A growing number of economists say the fiscal and employment challenges are related: with scant demand for goods and services, no amount of government belt-tightening will spur businesses to invest and hire.
“I don’t deny that Brazil has a fiscal problem, but Brazil’s problem is not fiscal,” said Jose Francisco Goncalves, chief economist at Banco Fator in Sao Paulo.
“If there is no hope of even low growth, the labor market will remain extremely weak. Who is going to invest if economic capacity is not being used?”
INVESTMENT PLUNGING
Goncalves said companies invest if they are confident demand and profits are going to increase, which typically relies on a healthy labor market.
But business investment in Brazil has been weak for a long time. In the second quarter, seasonally-adjusted gross fixed investment plunged to its lowest level since 2006.
(Graphic: Brazil fixed investment – https://fingfx.thomsonreuters.com/gfx/mkt/qzjvqnlrzpx/FIXEDINVESTMENT.png)
Even before the pandemic, Brazil’s economy was slowing and unemployment was rising.
And with emergency aid transfers to the poor set to expire at the end of December and a replacement scheme yet to be determined, the economic outlook for millions of families is uncertain.
“I have lost my livelihood. I don’t have a house; I don’t have a job,” said Maria Lucia Spolzino Porto, a 56-year-old divorcee in Rio de Janeiro, who moved in with her son after losing her job in a beauty clinic.
Some labor market metrics have improved recently. The number of formal jobs has increased for two months in a row, and unemployment insurance claims have been falling for weeks.
But unemployment is a lagging indicator, meaning it is slow to respond to changes in economic conditions. The unemployment rate — which hit 13.8% in July — could rise for months, even as the economy picks up.
A return to pre-pandemic unemployment rates, employment levels, size of the labor force, and share of the labor force in work, could take years rather than months without government help.
Eduardo Zylberstajn, economist and consultant for Institute of Economic Research Foundation (FIPE), looks at the problem from the other side: the government cannot meaningfully tackle unemployment if it is laden with a record deficit and debt.
“You can’t help employment if you don’t have the fiscal space. Sometimes the best help you can offer is fiscal discipline, as this brings interest rates down, fuels credit, and encourages investment,” Zylberstajn said.
12 MILLION
The problem is Brazil’s employment outlook was not that great even before the pandemic, despite historically low interest rates, the stock market at a record high and optimism among investors that the government’s market-friendly reform agenda was on track.
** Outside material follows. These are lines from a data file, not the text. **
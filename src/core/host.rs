//! External type host — a [`PlatformRegistry`] backed by a helper process.
//!
//! The host is any program that understands two subcommands:
//!
//! * `HOST platforms` prints a JSON array of platform names.
//! * `HOST parse --platform NAME` reads declaration source on stdin and prints
//!   either `{"ok": <ParseResult>}` or
//!   `{"error": {"message": "...", "line": 3, "column": 7}}`.
//!
//! Calls are synchronous.  A slow host stalls the caller for as long as it
//! takes to answer.

use std::io::Write;
use std::process::{Command, Output, Stdio};
use std::time::Instant;

use serde::Deserialize;

use super::platform::{
    PlatformError, PlatformRef, PlatformRegistry, SourcePosition, SyntaxError,
};
use super::types::ParseResult;

#[derive(Debug, Deserialize)]
#[serde(rename_all = "lowercase")]
enum HostReply {
    Ok(ParseResult),
    Error(WireSyntaxError),
}

#[derive(Debug, Deserialize)]
struct WireSyntaxError {
    message: String,
    line: Option<usize>,
    column: Option<usize>,
}

impl From<WireSyntaxError> for SyntaxError {
    fn from(w: WireSyntaxError) -> Self {
        let position = w.line.map(|line| SourcePosition {
            line,
            column: w.column.unwrap_or(1),
        });
        SyntaxError {
            message: w.message,
            position,
        }
    }
}

/// Decode a `parse` reply.
pub fn decode_parse_reply(bytes: &[u8]) -> Result<ParseResult, PlatformError> {
    match serde_json::from_slice::<HostReply>(bytes)? {
        HostReply::Ok(result) => Ok(result),
        HostReply::Error(e) => Err(PlatformError::Syntax(e.into())),
    }
}

/// Decode a `platforms` reply.
pub fn decode_platforms_reply(bytes: &[u8]) -> Result<Vec<PlatformRef>, PlatformError> {
    let names: Vec<String> = serde_json::from_slice(bytes)?;
    Ok(names.into_iter().map(PlatformRef::new).collect())
}

/// Registry that shells out to a type host program.
#[derive(Debug, Clone, Default)]
pub struct HostRegistry {
    program: Option<String>,
    args: Vec<String>,
}

impl HostRegistry {
    /// `program` of `None` yields a registry whose every call fails with
    /// [`PlatformError::NoHost`].
    pub fn new(program: Option<String>, args: Vec<String>) -> Self {
        Self { program, args }
    }

    pub fn is_configured(&self) -> bool {
        self.program.is_some()
    }

    fn run(&self, extra: &[&str], stdin: Option<&str>) -> Result<Output, PlatformError> {
        let program = self.program.as_deref().ok_or(PlatformError::NoHost)?;
        let spawn_err = |source| PlatformError::Spawn {
            program: program.to_string(),
            source,
        };

        let mut child = Command::new(program)
            .args(&self.args)
            .args(extra)
            .stdin(if stdin.is_some() {
                Stdio::piped()
            } else {
                Stdio::null()
            })
            .stdout(Stdio::piped())
            .stderr(Stdio::piped())
            .spawn()
            .map_err(spawn_err)?;

        // Feed stdin from a separate thread so a host that starts writing
        // before it has read everything cannot deadlock against us.
        let writer = match (stdin, child.stdin.take()) {
            (Some(text), Some(mut pipe)) => {
                let text = text.to_owned();
                Some(std::thread::spawn(move || pipe.write_all(text.as_bytes())))
            }
            _ => None,
        };

        let output = child.wait_with_output().map_err(spawn_err)?;
        if let Some(handle) = writer {
            // A host that exits without reading stdin closes the pipe under
            // us; its reply (or exit status) is what matters.
            if let Ok(Err(e)) = handle.join() {
                tracing::debug!("type host stdin write failed: {e}");
            }
        }

        if output.stdout.iter().all(u8::is_ascii_whitespace) && !output.status.success() {
            return Err(PlatformError::HostFailed {
                status: output.status.to_string(),
                stderr: String::from_utf8_lossy(&output.stderr).trim().to_string(),
            });
        }
        Ok(output)
    }
}

impl PlatformRegistry for HostRegistry {
    fn list_platforms(&self) -> Result<Vec<PlatformRef>, PlatformError> {
        let output = self.run(&["platforms"], None)?;
        decode_platforms_reply(&output.stdout)
    }

    fn parse_types_from_source(
        &self,
        platform: &PlatformRef,
        source: &str,
    ) -> Result<ParseResult, PlatformError> {
        let t0 = Instant::now();
        let output = self.run(&["parse", "--platform", platform.name()], Some(source))?;
        let result = decode_parse_reply(&output.stdout);
        tracing::debug!(
            "type host parse: {:.2?} platform={} bytes={} ok={}",
            t0.elapsed(),
            platform,
            source.len(),
            result.is_ok()
        );
        result
    }
}
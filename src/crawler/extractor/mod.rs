#[cfg(test)]
mod tests;

use scraper::{ElementRef, Html, Selector};
use tracing::debug;

use crate::{RagError, Result};

/// Elements whose whole subtree is dropped before reading text
pub const UNWANTED_TAGS: &str = "script, style, noscript, header, footer, nav, aside";

/// Elements preferred over `body` as the text source, first match in document order wins
const MAIN_CONTENT_TAGS: &str = "article, main";

/// Reduce a rendered HTML document to clean text.
///
/// Boilerplate subtrees are removed, the first `article` or `main` element is
/// preferred over `body`, and the text is normalised to one trimmed,
/// non-empty line per line of source text.
#[inline]
pub fn extract_text(html: &str) -> Result<String> {
    let mut document = Html::parse_document(html);
    remove_unwanted_elements(&mut document, &selector(UNWANTED_TAGS)?);

    let main_selector = selector(MAIN_CONTENT_TAGS)?;
    let body_selector = selector("body")?;

    let raw_text = match document.select(&main_selector).next() {
        Some(main) => element_text(main),
        None => match document.select(&body_selector).next() {
            Some(body) => element_text(body),
            None => document.root_element().text().collect(),
        },
    };

    let text = clean_text(&raw_text);
    debug!(
        "Extracted {} characters of text from {} bytes of HTML",
        text.chars().count(),
        html.len()
    );
    Ok(text)
}

/// Trim every line and drop the empty ones
#[inline]
pub fn clean_text(raw_text: &str) -> String {
    raw_text
        .split('\n')
        .map(str::trim)
        .filter(|line| !line.is_empty())
        .collect::<Vec<_>>()
        .join("\n")
}

fn element_text(element: ElementRef<'_>) -> String {
    element.text().collect()
}

fn selector(css: &str) -> Result<Selector> {
    Selector::parse(css).map_err(|e| RagError::Scrape(format!("Invalid selector '{css}': {e}")))
}

fn remove_unwanted_elements(document: &mut Html, unwanted_selector: &Selector) {
    // collect first, detaching while selecting would alias the tree
    let unwanted_node_ids: Vec<_> = document
        .select(unwanted_selector)
        .map(|element| element.id())
        .collect();

    for node_id in unwanted_node_ids {
        if let Some(mut node) = document.tree.get_mut(node_id) {
            node.detach();
        }
    }
}
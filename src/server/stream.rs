// Streamed chat responses in the data stream protocol:
// one `<type>:<json>\n` part per line, text deltas as type 0,
// errors as type 3 and a closing finish part as type d.

use std::convert::Infallible;

use axum::body::Body;
use axum::http::header::{self, HeaderName};
use axum::response::{IntoResponse, Response};
use futures::stream::{self, Stream, StreamExt};
use serde_json::{Value, json};
use tokio::time::Instant;
use tracing::{debug, error, warn};

use crate::completion::{CompletionEvent, FinishReason, TokenStream};

/// Header telling clients which stream protocol the body speaks
pub const DATA_STREAM_HEADER: &str = "x-vercel-ai-data-stream";
pub const DATA_STREAM_VERSION: &str = "v1";
pub const CONTENT_TYPE: &str = "text/plain; charset=utf-8";

/// What the stream consumer sees instead of the actual failure
pub const INTERNAL_ERROR_MESSAGE: &str = "Internal Server Error";

#[inline]
pub fn text_part(text: &str) -> String {
    format!("0:{}\n", Value::String(text.to_owned()))
}

#[inline]
pub fn error_part(message: &str) -> String {
    format!("3:{}\n", Value::String(message.to_owned()))
}

#[inline]
pub fn finish_part(reason: FinishReason) -> String {
    format!("d:{}\n", json!({ "finishReason": reason.as_str() }))
}

enum EncoderState {
    Streaming {
        events: TokenStream,
        deadline: Instant,
        sent: usize,
        finish: FinishReason,
    },
    Finishing(FinishReason),
    Done,
}

/// Encode completion events as data stream parts.
///
/// The finish part carries the reason the model reported, `stop` when it
/// reported none. A failed item or a passed `deadline` ends the stream with
/// the generic error part followed by an `error` finish part; the failure
/// itself only goes to the log.
#[inline]
pub fn encode_data_stream(
    events: TokenStream,
    deadline: Instant,
) -> impl Stream<Item = String> + Send {
    let initial = EncoderState::Streaming {
        events,
        deadline,
        sent: 0,
        finish: FinishReason::Stop,
    };

    stream::unfold(initial, |state| async move {
        match state {
            EncoderState::Streaming {
                mut events,
                deadline,
                sent,
                mut finish,
            } => loop {
                match tokio::time::timeout_at(deadline, events.next()).await {
                    Ok(Some(Ok(CompletionEvent::Finished(reason)))) => finish = reason,
                    Ok(Some(Ok(CompletionEvent::Text(token)))) if token.is_empty() => {}
                    Ok(Some(Ok(CompletionEvent::Text(token)))) => {
                        let part = text_part(&token);
                        let next = EncoderState::Streaming {
                            events,
                            deadline,
                            sent: sent + 1,
                            finish,
                        };
                        return Some((part, next));
                    }
                    Ok(Some(Err(e))) => {
                        error!("Completion stream failed after {} tokens: {}", sent, e);
                        return Some((
                            error_part(INTERNAL_ERROR_MESSAGE),
                            EncoderState::Finishing(FinishReason::Error),
                        ));
                    }
                    Ok(None) => {
                        debug!(
                            "Completion finished after {} tokens ({})",
                            sent,
                            finish.as_str()
                        );
                        return Some((finish_part(finish), EncoderState::Done));
                    }
                    Err(_) => {
                        warn!("Chat response hit the request deadline after {} tokens", sent);
                        return Some((
                            error_part(INTERNAL_ERROR_MESSAGE),
                            EncoderState::Finishing(FinishReason::Error),
                        ));
                    }
                }
            },
            EncoderState::Finishing(reason) => Some((finish_part(reason), EncoderState::Done)),
            EncoderState::Done => None,
        }
    })
}

/// A 200 response whose body streams `events` until they end or `deadline` passes
#[inline]
pub fn data_stream_response(events: TokenStream, deadline: Instant) -> Response {
    let body = Body::from_stream(encode_data_stream(events, deadline).map(Ok::<_, Infallible>));
    (
        [
            (header::CONTENT_TYPE, CONTENT_TYPE),
            (HeaderName::from_static(DATA_STREAM_HEADER), DATA_STREAM_VERSION),
        ],
        body,
    )
        .into_response()
}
While the number of working-age Brazilians in work is at a record low 47.1%, according to statistics agency IBGE, even before coronavirus struck in February it was 54.5%.
That was roughly where it had been since 2016 and comfortably below the series peaks above 57% in 2012 and 2013.
(Graphic: Brazil employed/working-age population – https://fingfx.thomsonreuters.com/gfx/mkt/yzdvxqezrpx/DESEMPREGO1.png)
The number of Brazilians in work has plunged by a record 12 million this year to a low of 82 million. Even the record high of 94 million people in work before the pandemic had barely tracked overall population growth since the IBGE series began in 2012.
“Where are these 12 million people who were in jobs at the start of the year? Most of them will have to come back to find work … and that will push up the unemployment rate,” said Joao Saboia, professor emeritus at the Federal University of Rio de Janeiro.
“It is going to be a very slow recovery.”